What the task asks: Every record below is to be retyped exactly.

Data records
□ □ □ □ □
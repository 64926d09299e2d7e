//! walrus-core: shared plumbing for the walrus warehouse loader.
//!
//! - `storage/` - Object storage abstraction (GCS, S3, local)
//! - `config/` - YAML config loading with environment variable interpolation
//! - `metrics/` - Metric events and Prometheus textfile export
//! - `tracing` - Subscriber setup
//! - `error` - Common error types

pub mod config;
pub mod error;
pub mod metrics;
pub mod storage;
pub mod tracing;

// Re-export commonly used items
pub use error::{ConfigError, MetricsError, StorageError};
pub use crate::metrics::{MetricsController, init_global as init_metrics};
pub use storage::{BackendConfig, StorageProvider};
pub use crate::tracing::init_tracing;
□ □ □ □ □
Solved exercise:
repository 64926d09299e2d7e
//! walrus-core: shared plumbing for the walrus warehouse loader.
//!
//! - `storage/` - Object storage abstraction (GCS, S3, local)
//! - `config/` - YAML config loading with environment variable interpolation
//! - `metrics/` - Metric events and Prometheus textfile export
//! - `tracing` - Subscriber setup
//! - `error` - Common error types

pub mod config;
pub mod error;
pub mod metrics;
pub mod storage;
pub mod tracing;

// Re-export commonly used items
pub use error::{ConfigError, MetricsError, StorageError};
pub use crate::metrics::{MetricsController, init_global as init_metrics};
pub use storage::{BackendConfig, StorageProvider};
pub use crate::tracing::init_tracing;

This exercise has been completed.